When your face feels tight and itchy mere hours after you’ve applied moisturizer, the furthest thought from your mind is introducing products created specifically to shed even more skin. Exfoliating during the winter might sound counterintuitive, but it could actually be one of the best wintertime skin care hacks.
Exfoliation is a great treatment for signs of aging, acne, and post-inflammatory pigmentation because it accelerates the natural cell turnover process, shedding dead cells to allow newer, healthier ones to take their place. It’s important for anti-aging and hyperpigmentation fading purposes, because the rejuvenation process takes longer the older we get, making blemishes a lot more visible and increasing the frequency of discoloration occurrences.
Exfoliation Helps With Acne
A buildup of sebum and dead skin cells in pores and follicles combined with a slower rate of cell turnover increases the probability of acne flare-ups. Whiteheads and blackheads are at the milder end of the spectrum, caused by surface-level pore blockage, while more extreme cases, like cystic acne, occur when bacteria gets trapped in our hair follicles.
While cell turnover isn’t the only factor that increases the risk for developing acne, it’s one that can be controlled to a certain degree since exfoliation can speed up the process, unclogging pores, fighting bacteria, and regulating sebum. Exfoliating also stimulates collagen production and improves circulation, which can enhance the absorption of products, a key benefit for a winter skin care routine.
Exfoliation Helps With Dullness
Speaking of factors that contribute to acne, the combination of harsh lower temps, indoor heating, and layers of cozy clothing can add up to a layer of dead, flaky skin that, when left unattended, can cause a litany of problems ranging from ingrown hairs to dull skin. Don’t forget that this applies not just to the skin on your face but to the rest of your body as well. Try to use a sugar or coffee scrub in the shower at least once a week, and follow up with a nourishing body lotion afterward.
Try Chemical Exfoliants: How to Choose One
Chemical exfoliants are increasingly popular lately, as they provide a safe way to achieve a clearer complexion at home. You can take your pick from a variety of alpha hydroxy acids (AHA) or a beta hydroxy acid (BHA) depending on your skin type and exfoliation needs. For instance, glycolic acid, which is the most commonly used AHA, has a smaller molecular weight than lactic or mandelic acid, enabling it to penetrate the layers of skin deeply. Additionally, it naturally boosts moisture levels, making it an optimal for skin that needs hydration.
Lactic acid has a larger molecular weight than glycolic acid, so it doesn’t penetrate as deeply, instead working at a surface level. Like glycolic acid, it’s hydrating and has the added benefits of brightening and smoothing with a decreased probability of sensitivity.
Mandelic acid has the largest molecular structure of the three, which translates to a gentler, less irritating experience. Mandelic acid is also said to be the best AHA for darker skin tones as its ability to inhibit melanin makes it adept at targeting hyperpigmentation.
BHAs, like salicylic acid, actually have a lot in common with AHAs.

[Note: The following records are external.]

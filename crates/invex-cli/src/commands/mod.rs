//! CLI subcommands.

pub mod batch;
pub mod config;
pub mod extract;
pub mod output;
pub mod process;

use std::path::Path;

use invex_core::InvexConfig;

/// Load the pipeline config from `--config`, falling back to defaults.
pub fn load_config(config_path: Option<&str>) -> anyhow::Result<InvexConfig> {
    match config_path {
        Some(path) => Ok(InvexConfig::from_file(Path::new(path))?),
        None => Ok(InvexConfig::default()),
    }
}
//! Vendor, customer, and address matching.

use super::patterns::{ADDRESS, CUSTOMER_NAME, VENDOR_NAME};

/// Match a vendor name line ("Vendor:", "Supplier:", "Seller:").
pub fn match_vendor_name(line: &str) -> Option<String> {
    VENDOR_NAME
        .captures(line)
        .map(|caps| caps[1].trim().to_string())
        .filter(|name| !name.is_empty())
}

/// Match a customer name line ("Customer:", "Client:", "Buyer:").
pub fn match_customer_name(line: &str) -> Option<String> {
    CUSTOMER_NAME
        .captures(line)
        .map(|caps| caps[1].trim().to_string())
        .filter(|name| !name.is_empty())
}

/// Match a line containing an "Address:" marker.
///
/// Attribution to vendor vs. customer is positional: the orchestrator
/// assigns the first address seen to the vendor and the second to the
/// customer. There is no label tying an address to a party.
pub fn match_address(line: &str) -> Option<String> {
    ADDRESS
        .captures(line)
        .map(|caps| caps[1].trim().to_string())
        .filter(|addr| !addr.is_empty())
}
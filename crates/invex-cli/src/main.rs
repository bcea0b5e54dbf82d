//! CLI application for invoice OCR extraction.

mod commands;
mod providers;

use clap::{Parser, Subcommand};
use tracing::Level;
use tracing_subscriber::FmtSubscriber;

use commands::{batch, config, extract, process};

/// invex - Extract structured records from invoice OCR output
#[derive(Parser)]
#[command(name = "invex")]
#[command(author, version, about, long_about = None)]
struct Cli {
    /// Enable verbose output
    #[arg(short, long, action = clap::ArgAction::Count)]
    verbose: u8,

    /// Path to config file
    #[arg(short, long, global = true)]
    config: Option<String>,

    #[command(subcommand)]
    command: Commands,
}

#[derive(Subcommand)]
enum Commands {
    /// Extract fields from raw OCR text or a JSON payload
    Extract(extract::ExtractArgs),

    /// Run OCR on an invoice image, then extract fields
    Process(process::ProcessArgs),

    /// Extract from multiple OCR text files
    Batch(batch::BatchArgs),

    /// Manage configuration
    Config(config::ConfigArgs),
}

fn main() -> anyhow::Result<()> {
    let cli = Cli::parse();

    // Set up logging based on verbosity
    let level = match cli.verbose {
        0 => Level::WARN,
        1 => Level::INFO,
        2 => Level::DEBUG,
        _ => Level::TRACE,
    };

    let subscriber = FmtSubscriber::builder()
        .with_max_level(level)
        .with_target(false)
        .finish();

    tracing::subscriber::set_global_default(subscriber)?;

    // Execute command
    match cli.command {
        Commands::Extract(args) => extract::run(args, cli.config.as_deref()),
        Commands::Process(args) => process::run(args, cli.config.as_deref()),
        Commands::Batch(args) => batch::run(args, cli.config.as_deref()),
        Commands::Config(args) => config::run(args, cli.config.as_deref()),
    }
}
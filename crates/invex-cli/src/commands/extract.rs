//! Extract structured fields from already-recognized OCR output.

use std::io::Read;
use std::path::PathBuf;

use clap::Args;
use console::style;
use invex_core::{InvoiceExtractor, OcrInput, RuleExtractor};
use tracing::info;

use super::output::{format_record, OutputFormat};

#[derive(Args)]
pub struct ExtractArgs {
    /// Input file, or "-" for stdin
    pub input: String,

    /// Treat the input as a JSON OCR payload (string or token array)
    #[arg(long)]
    pub json: bool,

    /// Output file (defaults to stdout)
    #[arg(short, long)]
    pub output: Option<PathBuf>,

    /// Output format
    #[arg(short, long, value_enum, default_value = "json")]
    pub format: OutputFormat,

    /// Print extraction warnings to stderr
    #[arg(long)]
    pub show_warnings: bool,
}

pub fn run(args: ExtractArgs, config_path: Option<&str>) -> anyhow::Result<()> {
    let config = super::load_config(config_path)?;

    let raw = if args.input == "-" {
        let mut buf = String::new();
        std::io::stdin().read_to_string(&mut buf)?;
        buf
    } else {
        std::fs::read_to_string(&args.input)?
    };

    let input = if args.json {
        let value: serde_json::Value = serde_json::from_str(&raw)?;
        OcrInput::from_json(value)?
    } else {
        OcrInput::Text(raw)
    };

    let extractor = RuleExtractor::from_config(&config.extraction);
    let result = extractor.run(&input);

    info!(
        elapsed_ms = result.processing_time_ms,
        warnings = result.warnings.len(),
        "extraction finished"
    );

    if args.show_warnings {
        for warning in &result.warnings {
            eprintln!("{} {}", style("warning:").yellow().bold(), warning);
        }
    }

    let rendered = format_record(&result.record, args.format)?;
    match args.output {
        Some(path) => {
            std::fs::write(&path, rendered)?;
            println!(
                "{} wrote {}",
                style("✓").green().bold(),
                style(path.display()).cyan()
            );
        }
        None => println!("{rendered}"),
    }

    Ok(())
}
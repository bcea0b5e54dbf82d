//! Process command - run OCR on an invoice image and extract its fields.

use std::fs;
use std::path::PathBuf;
use std::time::Instant;

use clap::Args;
use console::style;
use indicatif::{ProgressBar, ProgressStyle};
use tracing::{debug, info};

use invex_core::RuleExtractor;

use super::output::{format_record, OutputFormat};
use crate::providers::FallbackChain;

/// Arguments for the process command.
#[derive(Args)]
pub struct ProcessArgs {
    /// Input image file
    #[arg(required = true)]
    input: PathBuf,

    /// Output file (default: stdout)
    #[arg(short, long)]
    output: Option<PathBuf>,

    /// Output format
    #[arg(short, long, value_enum, default_value = "json")]
    format: OutputFormat,

    /// Skip the remote OCR service and use only the local engine
    #[arg(long)]
    local_only: bool,

    /// Print extraction warnings to stderr
    #[arg(long)]
    show_warnings: bool,
}

pub fn run(args: ProcessArgs, config_path: Option<&str>) -> anyhow::Result<()> {
    let start = Instant::now();

    let config = super::load_config(config_path)?;

    if !args.input.exists() {
        anyhow::bail!("Input file not found: {}", args.input.display());
    }

    info!("Processing file: {}", args.input.display());

    let pb = ProgressBar::new(100);
    pb.set_style(
        ProgressStyle::default_bar()
            .template("{spinner:.green} [{elapsed_precise}] {bar:40.cyan/blue} {msg}")
            .unwrap()
            .progress_chars("##-"),
    );

    pb.set_message("Loading image...");
    pb.set_position(10);
    let image = fs::read(&args.input)?;

    pb.set_message("Running OCR...");
    pb.set_position(30);
    let chain = FallbackChain::from_config(&config.ocr, args.local_only);
    let ocr_output = chain.recognize(&image)?;

    pb.set_message("Extracting fields...");
    pb.set_position(70);
    let extractor = RuleExtractor::from_config(&config.extraction);
    let result = extractor.run(&ocr_output);

    pb.finish_with_message("Done");

    if args.show_warnings {
        for warning in &result.warnings {
            eprintln!("{} {}", style("warning:").yellow().bold(), warning);
        }
    }

    let output = format_record(&result.record, args.format)?;

    if let Some(output_path) = &args.output {
        fs::write(output_path, &output)?;
        println!(
            "{} Output written to {}",
            style("✓").green(),
            output_path.display()
        );
    } else {
        println!("{output}");
    }

    debug!("Total processing time: {:?}", start.elapsed());

    Ok(())
}
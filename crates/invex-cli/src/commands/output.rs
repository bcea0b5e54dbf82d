//! Shared output formatting for extracted records.

use invex_core::InvoiceRecord;

/// Output format shared by the extract/process commands.
#[derive(Clone, Copy, Debug, clap::ValueEnum)]
pub enum OutputFormat {
    /// JSON output
    Json,
    /// CSV output
    Csv,
    /// Plain text summary
    Text,
}

/// Render a record in the requested format.
pub fn format_record(record: &InvoiceRecord, format: OutputFormat) -> anyhow::Result<String> {
    match format {
        OutputFormat::Json => Ok(serde_json::to_string_pretty(record)?),
        OutputFormat::Csv => format_csv(record),
        OutputFormat::Text => Ok(format_text(record)),
    }
}

/// Scalar CSV columns, shared with the batch summary.
pub const CSV_COLUMNS: [&str; 10] = [
    "invoice_number",
    "date",
    "vendor_name",
    "vendor_address",
    "customer_name",
    "customer_address",
    "items",
    "subtotal",
    "tax",
    "total_amount",
];

/// One CSV row for a record; items are folded into a single cell.
pub fn csv_row(record: &InvoiceRecord) -> [String; 10] {
    [
        record.invoice_number.clone(),
        record.date.clone(),
        record.vendor_name.clone(),
        record.vendor_address.clone(),
        record.customer_name.clone(),
        record.customer_address.clone(),
        items_summary(record),
        record.subtotal.clone(),
        record.tax.clone(),
        record.total_amount.clone(),
    ]
}

/// Compact one-cell rendering of the item list.
pub fn items_summary(record: &InvoiceRecord) -> String {
    record
        .items
        .iter()
        .map(|i| format!("{} ({} x {})", i.description, i.quantity, i.unit_price))
        .collect::<Vec<_>>()
        .join("; ")
}

fn format_csv(record: &InvoiceRecord) -> anyhow::Result<String> {
    let mut wtr = csv::Writer::from_writer(vec![]);
    wtr.write_record(CSV_COLUMNS)?;
    wtr.write_record(csv_row(record))?;

    let data = String::from_utf8(wtr.into_inner()?)?;
    Ok(data)
}

fn format_text(record: &InvoiceRecord) -> String {
    let mut output = String::new();

    output.push_str(&format!("Invoice: {}\n", record.invoice_number));
    output.push_str(&format!("Date: {}\n", record.date));
    output.push('\n');

    output.push_str("Vendor:\n");
    output.push_str(&format!("  {}\n", record.vendor_name));
    output.push_str(&format!("  {}\n", record.vendor_address));
    output.push('\n');

    output.push_str("Customer:\n");
    output.push_str(&format!("  {}\n", record.customer_name));
    output.push_str(&format!("  {}\n", record.customer_address));
    output.push('\n');

    if !record.items.is_empty() {
        output.push_str("Items:\n");
        for item in &record.items {
            output.push_str(&format!(
                "  {} ({} x {})\n",
                item.description, item.quantity, item.unit_price
            ));
        }
        output.push('\n');
    }

    output.push_str("Summary:\n");
    output.push_str(&format!("  Subtotal: {}\n", record.subtotal));
    output.push_str(&format!("  Tax:      {}\n", record.tax));
    output.push_str(&format!("  Total:    {}\n", record.total_amount));

    output
}

#[cfg(test)]
mod tests {
    use super::*;
    use invex_core::{InvoiceExtractor, RuleExtractor};

    #[test]
    fn test_csv_round_trip() {
        let record = RuleExtractor::new()
            .extract_from_text("Invoice No: INV-1\nWidget A 3 x $10.00\nTotal: 30.00");

        let csv = format_record(&record, OutputFormat::Csv).unwrap();
        let mut lines = csv.lines();
        assert_eq!(lines.next().unwrap().split(',').count(), 10);
        assert!(csv.contains("INV-1"));
        assert!(csv.contains("Widget A (3 x 10.00)"));
    }

    #[test]
    fn test_text_format_matches_csv_item_shape() {
        let record = RuleExtractor::new().extract_from_text("Widget A 3 x $10.00");
        let text = format_record(&record, OutputFormat::Text).unwrap();
        assert!(text.contains("Widget A (3 x 10.00)"));
        assert_eq!(items_summary(&record), "Widget A (3 x 10.00)");
    }
}
//! Single-pass extraction orchestrator.

use std::time::Instant;

use tracing::{debug, info};

use crate::models::config::ExtractionConfig;
use crate::models::invoice::InvoiceRecord;
use crate::ocr::{OcrInput, OcrToken};

use super::normalize::{normalize, normalize_text, normalize_tokens};
use super::rules;

/// Result of one extraction run, with diagnostics.
#[derive(Debug, Clone)]
pub struct ExtractionResult {
    /// Extracted invoice record.
    pub record: InvoiceRecord,
    /// Extraction warnings (headline fields that stayed empty).
    pub warnings: Vec<String>,
    /// Processing time in milliseconds.
    pub processing_time_ms: u64,
}

/// Trait for invoice extractors.
pub trait InvoiceExtractor {
    /// Extract a record from either input shape.
    fn extract(&self, input: &OcrInput) -> InvoiceRecord;

    /// Extract from a raw newline-delimited text block.
    fn extract_from_text(&self, text: &str) -> InvoiceRecord;

    /// Extract from an ordered OCR token sequence.
    fn extract_from_tokens(&self, tokens: &[OcrToken]) -> InvoiceRecord;
}

/// Rule-based extractor: one pass over normalized lines, applying every
/// field matcher in a fixed priority order.
///
/// Scalar matchers run only while their target field is unset (first
/// match wins); the line item matcher always runs and accumulates.
/// Extraction never fails: lines matching nothing are skipped and
/// unmatched fields keep their empty defaults.
#[derive(Debug, Clone)]
pub struct RuleExtractor {
    /// Currency symbols tolerated before amounts and item prices.
    currency_symbols: String,
    /// Maximum number of lines to scan (0 = unlimited).
    max_lines: usize,
    /// Emit warnings for headline fields that stay empty.
    warn_on_missing: bool,
}

impl RuleExtractor {
    /// Create a new extractor with default settings.
    pub fn new() -> Self {
        Self {
            currency_symbols: "$".to_string(),
            max_lines: 0,
            warn_on_missing: true,
        }
    }

    /// Create an extractor from configuration.
    pub fn from_config(config: &ExtractionConfig) -> Self {
        Self {
            currency_symbols: config.currency_symbols.clone(),
            max_lines: config.max_lines,
            warn_on_missing: config.warn_on_missing,
        }
    }

    /// Override the tolerated currency symbols.
    pub fn with_currency_symbols(mut self, symbols: impl Into<String>) -> Self {
        self.currency_symbols = symbols.into();
        self
    }

    /// Cap the number of scanned lines.
    pub fn with_max_lines(mut self, max_lines: usize) -> Self {
        self.max_lines = max_lines;
        self
    }

    /// Enable or disable missing-field warnings.
    pub fn with_missing_warnings(mut self, warn: bool) -> Self {
        self.warn_on_missing = warn;
        self
    }

    /// Run extraction and report diagnostics alongside the record.
    pub fn run(&self, input: &OcrInput) -> ExtractionResult {
        let start = Instant::now();
        let record = self.extract(input);

        let mut warnings = Vec::new();
        if self.warn_on_missing {
            if record.invoice_number.is_empty() {
                warnings.push("could not extract invoice number".to_string());
            }
            if record.date.is_empty() {
                warnings.push("could not extract date".to_string());
            }
            if record.total_amount.is_empty() {
                warnings.push("could not extract total amount".to_string());
            }
        }

        ExtractionResult {
            record,
            warnings,
            processing_time_ms: start.elapsed().as_millis() as u64,
        }
    }

    /// Scan normalized lines once, in order, merging first-found values.
    fn scan(&self, lines: &[String]) -> InvoiceRecord {
        info!("scanning {} normalized lines", lines.len());

        let lines = if self.max_lines > 0 && lines.len() > self.max_lines {
            &lines[..self.max_lines]
        } else {
            lines
        };

        let mut record = InvoiceRecord::new();

        for line in lines {
            if record.invoice_number.is_empty() {
                if let Some(number) = rules::match_invoice_number(line) {
                    record.invoice_number = number;
                }
            }

            if record.date.is_empty() {
                if let Some(date) = rules::match_date(line) {
                    record.date = date;
                }
            }

            if record.total_amount.is_empty() {
                if let Some(amount) = rules::match_total(line, &self.currency_symbols) {
                    record.total_amount = amount;
                }
            }

            if record.subtotal.is_empty() {
                if let Some(amount) = rules::match_subtotal(line, &self.currency_symbols) {
                    record.subtotal = amount;
                }
            }

            if record.tax.is_empty() {
                if let Some(amount) = rules::match_tax(line, &self.currency_symbols) {
                    record.tax = amount;
                }
            }

            if record.vendor_name.is_empty() {
                if let Some(name) = rules::match_vendor_name(line) {
                    record.vendor_name = name;
                }
            }

            if record.customer_name.is_empty() {
                if let Some(name) = rules::match_customer_name(line) {
                    record.customer_name = name;
                }
            }

            // Positional address attribution: first seen goes to the
            // vendor, second to the customer, the rest are ignored.
            if record.vendor_address.is_empty() {
                if let Some(address) = rules::match_address(line) {
                    record.vendor_address = address;
                }
            } else if record.customer_address.is_empty() {
                if let Some(address) = rules::match_address(line) {
                    record.customer_address = address;
                }
            }

            if let Some(item) = rules::match_line_item(line, &self.currency_symbols) {
                record.items.push(item);
            }
        }

        debug!(
            "extraction done: {} items, missing fields: {:?}",
            record.items.len(),
            record.missing_fields()
        );

        record
    }
}

impl Default for RuleExtractor {
    fn default() -> Self {
        Self::new()
    }
}

impl InvoiceExtractor for RuleExtractor {
    fn extract(&self, input: &OcrInput) -> InvoiceRecord {
        self.scan(&normalize(input))
    }

    fn extract_from_text(&self, text: &str) -> InvoiceRecord {
        self.scan(&normalize_text(text))
    }

    fn extract_from_tokens(&self, tokens: &[OcrToken]) -> InvoiceRecord {
        self.scan(&normalize_tokens(tokens))
    }
}

#[cfg(test)]
mod tests {
    use super::*;
    use crate::models::invoice::LineItem;
    use crate::ocr::OcrToken;
    use pretty_assertions::assert_eq;
    use rust_decimal::Decimal;
    use std::str::FromStr;

    fn extract_text(text: &str) -> InvoiceRecord {
        RuleExtractor::new().extract_from_text(text)
    }

    #[test]
    fn test_invoice_number_scenario() {
        let record = extract_text("Invoice No: INV-2024-001");
        assert_eq!(record.invoice_number, "INV-2024-001");
    }

    #[test]
    fn test_total_amount_scenario() {
        let record = extract_text("Total Amount: $1,234.56");
        assert_eq!(record.total_amount, "1234.56");
    }

    #[test]
    fn test_line_item_scenario() {
        let record = extract_text("Widget A 3 x $10.00");
        assert_eq!(
            record.items,
            vec![LineItem {
                description: "Widget A".to_string(),
                quantity: 3,
                unit_price: Decimal::from_str("10.00").unwrap(),
            }]
        );
    }

    #[test]
    fn test_address_attribution_scenario() {
        let record = extract_text("Address: 1 Main St\nAddress: 2 Oak Ave");
        assert_eq!(record.vendor_address, "1 Main St");
        assert_eq!(record.customer_address, "2 Oak Ave");
    }

    #[test]
    fn test_third_address_is_ignored() {
        let record = extract_text("Address: 1 Main St\nAddress: 2 Oak Ave\nAddress: 3 Pine Rd");
        assert_eq!(record.vendor_address, "1 Main St");
        assert_eq!(record.customer_address, "2 Oak Ave");
    }

    #[test]
    fn test_empty_input_scenario() {
        let record = extract_text("");
        assert_eq!(record, InvoiceRecord::new());
        assert!(record.items.is_empty());
    }

    #[test]
    fn test_graceful_degradation() {
        let record = extract_text("lorem ipsum\ndolor sit amet\n12345678");
        assert!(record.is_empty());
    }

    #[test]
    fn test_first_match_wins() {
        let record = extract_text("Invoice No: FIRST-1\nInvoice No: SECOND-2");
        assert_eq!(record.invoice_number, "FIRST-1");

        let record = extract_text("Total: 10.00\nTotal: 20.00");
        assert_eq!(record.total_amount, "10.00");
    }

    #[test]
    fn test_items_accumulate_in_order() {
        let record = extract_text("Widget A 3 x $10.00\nWidget B 1 @ 2.50\nWidget A 3 x $10.00");
        assert_eq!(record.items.len(), 3);
        assert_eq!(record.items[0].description, "Widget A");
        assert_eq!(record.items[1].description, "Widget B");
        // No deduplication.
        assert_eq!(record.items[0], record.items[2]);
    }

    #[test]
    fn test_multiple_fields_from_one_line() {
        // The line carries both an invoice label and a date.
        let record = extract_text("Invoice 12/05/2024");
        assert_eq!(record.date, "12/05/2024");
        assert!(!record.invoice_number.is_empty());
    }

    #[test]
    fn test_determinism() {
        let text = "Invoice No: INV-7\nDate: 01/02/2024\nVendor: Acme\nAddress: 1 Main St\n\
                    Customer: Jane\nAddress: 2 Oak Ave\nWidget A 3 x $10.00\n\
                    Sub Total: 30.00\nTax: 2.40\nTotal: 32.40";
        let first = extract_text(text);
        for _ in 0..10 {
            assert_eq!(extract_text(text), first);
        }
    }

    #[test]
    fn test_full_invoice() {
        let text = "\
            Acme Supplies Inc\n\
            Invoice No: INV-2024-001\n\
            Date: 12/05/2024\n\
            Vendor: Acme Supplies Inc\n\
            Address: 1 Main St\n\
            Customer: Northwind Traders\n\
            Address: 2 Oak Ave\n\
            Widget A 3 x $10.00\n\
            Widget B 2 @ $4.50\n\
            Sub Total: $39.00\n\
            Tax: $3.12\n\
            Total Amount: $42.12";

        let record = extract_text(text);
        assert_eq!(record.invoice_number, "INV-2024-001");
        assert_eq!(record.date, "12/05/2024");
        assert_eq!(record.vendor_name, "Acme Supplies Inc");
        assert_eq!(record.vendor_address, "1 Main St");
        assert_eq!(record.customer_name, "Northwind Traders");
        assert_eq!(record.customer_address, "2 Oak Ave");
        assert_eq!(record.items.len(), 2);
        assert_eq!(record.subtotal, "39.00");
        assert_eq!(record.tax, "3.12");
        assert_eq!(record.total_amount, "42.12");
    }

    #[test]
    fn test_token_path_matches_text_path() {
        let lines = [
            "Invoice No: INV-5",
            "Vendor: Acme",
            "Widget A 3 x $10.00",
            "Total: 30.00",
        ];
        let tokens: Vec<OcrToken> = lines.iter().map(|l| OcrToken::text_only(*l)).collect();

        let extractor = RuleExtractor::new();
        let from_tokens = extractor.extract_from_tokens(&tokens);
        let from_text = extractor.extract_from_text(&lines.join("\n"));
        assert_eq!(from_tokens, from_text);
    }

    #[test]
    fn test_raw_text_minimal_contract() {
        // Even an unstructured blob must yield invoice number and date.
        let blob = "some header noise Invoice No: INV-99 more noise 03/04/2024 trailing";
        let record = extract_text(blob);
        assert_eq!(record.invoice_number, "INV-99");
        assert_eq!(record.date, "03/04/2024");
    }

    #[test]
    fn test_configured_currency_symbols() {
        let text = "Widget A 3 x €10.00\nSub Total: €30.00\nTax: €2.40\nTotal: €32.40";

        let config = ExtractionConfig {
            currency_symbols: "€".to_string(),
            ..ExtractionConfig::default()
        };
        let record = RuleExtractor::from_config(&config).extract_from_text(text);
        assert_eq!(record.items.len(), 1);
        assert_eq!(record.subtotal, "30.00");
        assert_eq!(record.tax, "2.40");
        assert_eq!(record.total_amount, "32.40");

        // The default extractor only tolerates "$".
        let record = RuleExtractor::new().extract_from_text(text);
        assert!(record.items.is_empty());
        assert!(record.total_amount.is_empty());

        let record = RuleExtractor::new()
            .with_currency_symbols("€$")
            .extract_from_text("Total: $5.00");
        assert_eq!(record.total_amount, "5.00");
    }

    #[test]
    fn test_max_lines_cap() {
        let extractor = RuleExtractor::new().with_max_lines(1);
        let record = extractor.extract_from_text("noise\nInvoice No: INV-1");
        assert!(record.invoice_number.is_empty());
    }

    #[test]
    fn test_run_reports_warnings_and_timing() {
        let result = RuleExtractor::new().run(&OcrInput::Text("Vendor: Acme".to_string()));
        assert_eq!(result.record.vendor_name, "Acme");
        assert_eq!(result.warnings.len(), 3);

        let result = RuleExtractor::new()
            .with_missing_warnings(false)
            .run(&OcrInput::Text(String::new()));
        assert!(result.warnings.is_empty());
    }
}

They also loosen the bonds between the skin’s surface and dead cells, diminish signs of aging like wrinkles and fine lines, smooth texture, and firm skin. It’s favored by oilier skin types because of its clog-busting abilities and antioxidant properties. It can be a bit overwhelming to choose the best one, but with time and research, you can find a product that works wonders for your skin.
Personally, I prefer AHAs to most physical exfoliants because there’s less of a chance of developing microscopic tears in the skin from granular substances like coffee, walnut shells, or sugar, which are commonly used in scrubs. That’s not to say that there aren’t any gentle options. A greater awareness of good skin care practices and advances in science have yielded products that provide light dermabrasion without wreaking havoc on the skin. Just don’t pull out the St. Ives Apricot Scrub the next time your skin needs a good sloughing.
Exfoliate—But Take It Easy
I would be remiss if I didn’t leave you with a few words of caution as far as chemical exfoliants are concerned. Start slow, spacing out applications at first, and then build up to more frequent use if your skin can tolerate it. Be especially careful if you have sensitive skin, as AHAs dial that up significantly, and it’s easy to tip over into skin damage if you’re not careful.
All skin types should make sure to have their SPF game on lock because some UV rays can still penetrate cloud cover during dreary winter days. And so, even though it might be a better idea to exfoliate during the winter because UVB rays are less intense during these months, there’s still the potential for UV damage if skin is left without SPF protection.
Going full tilt with acids can lead to overexfoliation, which can wreck your acid mantle, accelerate skin aging, and cause irritation. Think of it this way: Exfoliation works by extricating dead cells from the surface of the skin, and overexfoliation removes a lot more skin cells than your body is naturally ready to give up. That disruption leaves it vulnerable to bacteria and other environmental stressors.
If you ever find yourself in this pickle, eliminate acids from your routine immediately, and stick to a routine of calming and hydrating products to soothe your skin and promote healing.